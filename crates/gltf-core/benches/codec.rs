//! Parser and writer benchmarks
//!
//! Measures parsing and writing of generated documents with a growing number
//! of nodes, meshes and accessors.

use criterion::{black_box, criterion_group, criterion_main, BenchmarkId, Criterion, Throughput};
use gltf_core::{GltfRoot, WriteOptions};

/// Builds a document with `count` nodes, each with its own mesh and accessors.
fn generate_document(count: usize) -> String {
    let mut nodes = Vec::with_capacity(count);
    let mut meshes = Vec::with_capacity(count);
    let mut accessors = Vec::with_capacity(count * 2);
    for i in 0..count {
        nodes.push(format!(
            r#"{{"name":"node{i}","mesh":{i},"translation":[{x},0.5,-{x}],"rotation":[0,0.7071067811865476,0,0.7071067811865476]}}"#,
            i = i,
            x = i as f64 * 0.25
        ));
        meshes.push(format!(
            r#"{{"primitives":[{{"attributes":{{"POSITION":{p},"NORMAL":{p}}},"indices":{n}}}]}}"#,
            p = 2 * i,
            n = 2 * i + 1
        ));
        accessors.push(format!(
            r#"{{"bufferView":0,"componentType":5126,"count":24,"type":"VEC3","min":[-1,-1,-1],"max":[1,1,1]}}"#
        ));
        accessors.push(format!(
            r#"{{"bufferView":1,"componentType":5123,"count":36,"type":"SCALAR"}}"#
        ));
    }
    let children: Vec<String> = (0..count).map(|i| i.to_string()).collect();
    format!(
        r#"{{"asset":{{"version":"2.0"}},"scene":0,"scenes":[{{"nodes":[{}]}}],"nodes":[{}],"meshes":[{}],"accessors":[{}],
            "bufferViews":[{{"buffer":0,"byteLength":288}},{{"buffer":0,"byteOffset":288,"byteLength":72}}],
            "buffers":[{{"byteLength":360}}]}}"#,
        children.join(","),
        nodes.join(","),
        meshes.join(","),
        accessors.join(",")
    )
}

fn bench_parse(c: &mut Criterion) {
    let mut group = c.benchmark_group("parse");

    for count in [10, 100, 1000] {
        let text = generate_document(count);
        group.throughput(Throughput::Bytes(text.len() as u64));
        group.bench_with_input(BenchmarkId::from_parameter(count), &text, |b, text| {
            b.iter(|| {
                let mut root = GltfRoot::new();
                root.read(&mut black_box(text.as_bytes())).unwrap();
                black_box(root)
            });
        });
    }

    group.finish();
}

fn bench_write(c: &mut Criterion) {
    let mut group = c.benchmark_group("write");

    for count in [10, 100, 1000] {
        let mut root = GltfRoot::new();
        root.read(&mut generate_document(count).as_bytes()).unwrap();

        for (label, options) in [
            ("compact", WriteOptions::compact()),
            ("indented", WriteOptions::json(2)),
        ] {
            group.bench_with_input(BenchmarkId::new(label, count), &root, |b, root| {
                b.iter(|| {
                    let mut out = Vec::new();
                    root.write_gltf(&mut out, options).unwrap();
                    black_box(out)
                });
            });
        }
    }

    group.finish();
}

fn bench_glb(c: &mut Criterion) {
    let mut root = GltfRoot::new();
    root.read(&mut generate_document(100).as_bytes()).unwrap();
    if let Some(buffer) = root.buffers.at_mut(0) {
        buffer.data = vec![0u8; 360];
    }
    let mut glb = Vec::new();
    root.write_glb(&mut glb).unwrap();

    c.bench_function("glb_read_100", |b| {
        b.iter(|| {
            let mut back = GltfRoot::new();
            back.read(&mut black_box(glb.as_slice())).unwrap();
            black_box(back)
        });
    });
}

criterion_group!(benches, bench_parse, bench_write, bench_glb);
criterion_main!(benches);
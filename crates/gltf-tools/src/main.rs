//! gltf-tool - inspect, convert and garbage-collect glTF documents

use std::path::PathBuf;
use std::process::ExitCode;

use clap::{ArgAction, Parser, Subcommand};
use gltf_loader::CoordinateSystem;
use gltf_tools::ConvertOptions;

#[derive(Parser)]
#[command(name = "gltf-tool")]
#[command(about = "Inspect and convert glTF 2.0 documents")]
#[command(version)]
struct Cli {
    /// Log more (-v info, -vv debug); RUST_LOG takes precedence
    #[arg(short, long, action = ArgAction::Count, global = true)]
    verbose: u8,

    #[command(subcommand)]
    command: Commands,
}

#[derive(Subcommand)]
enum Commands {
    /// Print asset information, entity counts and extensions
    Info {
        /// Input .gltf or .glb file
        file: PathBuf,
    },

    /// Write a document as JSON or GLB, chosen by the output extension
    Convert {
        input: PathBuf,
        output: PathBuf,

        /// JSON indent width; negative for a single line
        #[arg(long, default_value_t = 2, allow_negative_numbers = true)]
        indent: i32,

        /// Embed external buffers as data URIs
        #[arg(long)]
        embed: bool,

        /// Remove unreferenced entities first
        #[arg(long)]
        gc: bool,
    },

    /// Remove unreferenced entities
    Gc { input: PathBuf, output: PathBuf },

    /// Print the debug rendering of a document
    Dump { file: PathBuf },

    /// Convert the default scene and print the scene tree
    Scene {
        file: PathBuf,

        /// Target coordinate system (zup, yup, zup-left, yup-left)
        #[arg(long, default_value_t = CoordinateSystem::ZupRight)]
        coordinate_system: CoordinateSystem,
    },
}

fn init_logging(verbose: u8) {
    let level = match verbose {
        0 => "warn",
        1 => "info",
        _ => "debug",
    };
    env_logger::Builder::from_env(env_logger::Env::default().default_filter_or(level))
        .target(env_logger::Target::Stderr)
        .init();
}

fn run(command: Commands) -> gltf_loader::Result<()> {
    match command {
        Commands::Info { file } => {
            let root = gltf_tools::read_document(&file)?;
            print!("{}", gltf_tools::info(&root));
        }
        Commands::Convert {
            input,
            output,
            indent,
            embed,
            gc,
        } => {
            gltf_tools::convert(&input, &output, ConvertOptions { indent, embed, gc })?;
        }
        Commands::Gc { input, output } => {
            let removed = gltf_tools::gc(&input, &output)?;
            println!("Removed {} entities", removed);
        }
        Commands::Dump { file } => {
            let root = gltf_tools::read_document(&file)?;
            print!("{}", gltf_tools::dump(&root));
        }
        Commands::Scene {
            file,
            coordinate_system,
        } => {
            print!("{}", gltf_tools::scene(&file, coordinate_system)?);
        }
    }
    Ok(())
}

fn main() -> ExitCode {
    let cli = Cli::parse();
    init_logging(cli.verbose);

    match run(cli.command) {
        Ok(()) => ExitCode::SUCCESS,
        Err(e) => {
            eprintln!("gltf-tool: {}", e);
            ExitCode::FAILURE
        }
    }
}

================================

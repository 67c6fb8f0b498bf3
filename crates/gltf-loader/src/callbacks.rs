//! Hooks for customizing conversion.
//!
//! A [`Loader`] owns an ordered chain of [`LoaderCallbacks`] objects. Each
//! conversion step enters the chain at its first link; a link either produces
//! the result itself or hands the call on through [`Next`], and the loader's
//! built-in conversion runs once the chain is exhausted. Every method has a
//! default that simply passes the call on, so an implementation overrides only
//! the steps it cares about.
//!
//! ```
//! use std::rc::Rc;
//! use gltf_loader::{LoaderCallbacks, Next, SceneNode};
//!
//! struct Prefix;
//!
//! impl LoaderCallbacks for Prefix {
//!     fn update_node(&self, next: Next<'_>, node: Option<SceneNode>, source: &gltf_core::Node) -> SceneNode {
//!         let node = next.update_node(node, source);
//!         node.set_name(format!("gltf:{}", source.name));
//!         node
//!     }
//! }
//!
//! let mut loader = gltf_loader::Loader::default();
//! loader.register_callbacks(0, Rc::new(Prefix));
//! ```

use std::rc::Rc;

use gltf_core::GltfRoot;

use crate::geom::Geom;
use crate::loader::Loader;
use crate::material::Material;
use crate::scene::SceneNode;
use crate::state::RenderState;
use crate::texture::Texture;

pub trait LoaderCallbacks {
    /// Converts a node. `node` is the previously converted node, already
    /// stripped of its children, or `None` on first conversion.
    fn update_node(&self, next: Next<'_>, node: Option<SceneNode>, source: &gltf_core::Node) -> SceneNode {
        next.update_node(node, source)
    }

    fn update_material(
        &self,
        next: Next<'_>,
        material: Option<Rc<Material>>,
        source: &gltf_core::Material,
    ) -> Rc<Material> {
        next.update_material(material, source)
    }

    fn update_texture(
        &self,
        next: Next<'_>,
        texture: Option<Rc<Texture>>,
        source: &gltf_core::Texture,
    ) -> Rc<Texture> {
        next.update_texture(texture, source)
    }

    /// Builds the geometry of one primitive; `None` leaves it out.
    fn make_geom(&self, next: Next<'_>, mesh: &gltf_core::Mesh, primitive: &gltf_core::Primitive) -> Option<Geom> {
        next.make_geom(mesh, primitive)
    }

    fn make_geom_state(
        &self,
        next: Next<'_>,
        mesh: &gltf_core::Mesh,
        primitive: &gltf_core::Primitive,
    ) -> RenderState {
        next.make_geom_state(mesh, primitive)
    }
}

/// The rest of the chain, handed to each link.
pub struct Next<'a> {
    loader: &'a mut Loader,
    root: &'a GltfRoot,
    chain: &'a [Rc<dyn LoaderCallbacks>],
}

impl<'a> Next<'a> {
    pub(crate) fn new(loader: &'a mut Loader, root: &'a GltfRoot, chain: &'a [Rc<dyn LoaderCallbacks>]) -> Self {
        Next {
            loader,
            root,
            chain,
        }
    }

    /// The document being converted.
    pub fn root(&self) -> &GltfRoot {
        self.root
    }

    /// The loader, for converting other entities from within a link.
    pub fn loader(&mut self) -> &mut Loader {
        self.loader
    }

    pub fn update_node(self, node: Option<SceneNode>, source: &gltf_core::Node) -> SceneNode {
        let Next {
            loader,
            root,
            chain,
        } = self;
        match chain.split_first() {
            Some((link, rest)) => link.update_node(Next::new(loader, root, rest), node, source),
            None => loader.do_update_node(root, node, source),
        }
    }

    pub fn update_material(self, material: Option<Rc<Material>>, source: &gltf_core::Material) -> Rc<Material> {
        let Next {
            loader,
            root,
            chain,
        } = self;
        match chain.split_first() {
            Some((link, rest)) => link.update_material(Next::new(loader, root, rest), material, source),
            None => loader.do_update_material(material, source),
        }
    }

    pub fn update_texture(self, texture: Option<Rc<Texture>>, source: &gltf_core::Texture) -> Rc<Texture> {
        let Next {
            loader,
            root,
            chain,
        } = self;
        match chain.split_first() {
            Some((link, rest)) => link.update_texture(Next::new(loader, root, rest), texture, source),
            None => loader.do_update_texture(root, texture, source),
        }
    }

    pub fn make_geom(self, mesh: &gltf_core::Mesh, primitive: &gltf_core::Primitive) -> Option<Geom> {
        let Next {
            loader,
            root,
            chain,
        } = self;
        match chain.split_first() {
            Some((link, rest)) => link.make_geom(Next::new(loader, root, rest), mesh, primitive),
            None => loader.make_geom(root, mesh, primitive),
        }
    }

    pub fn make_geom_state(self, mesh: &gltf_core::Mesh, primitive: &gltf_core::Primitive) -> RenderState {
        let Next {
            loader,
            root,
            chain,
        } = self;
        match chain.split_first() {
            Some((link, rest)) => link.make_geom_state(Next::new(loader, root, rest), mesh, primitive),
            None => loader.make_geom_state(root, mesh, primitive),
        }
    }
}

================================

If a line above holds the string "componentType", copy it out.

            r#"{{"bufferView":0,"componentType":5126,"count":24,"type":"VEC3","min":[-1,-1,-1],"max":[1,1,1]}}"#
            r#"{{"bufferView":1,"componentType":5123,"count":36,"type":"SCALAR"}}"#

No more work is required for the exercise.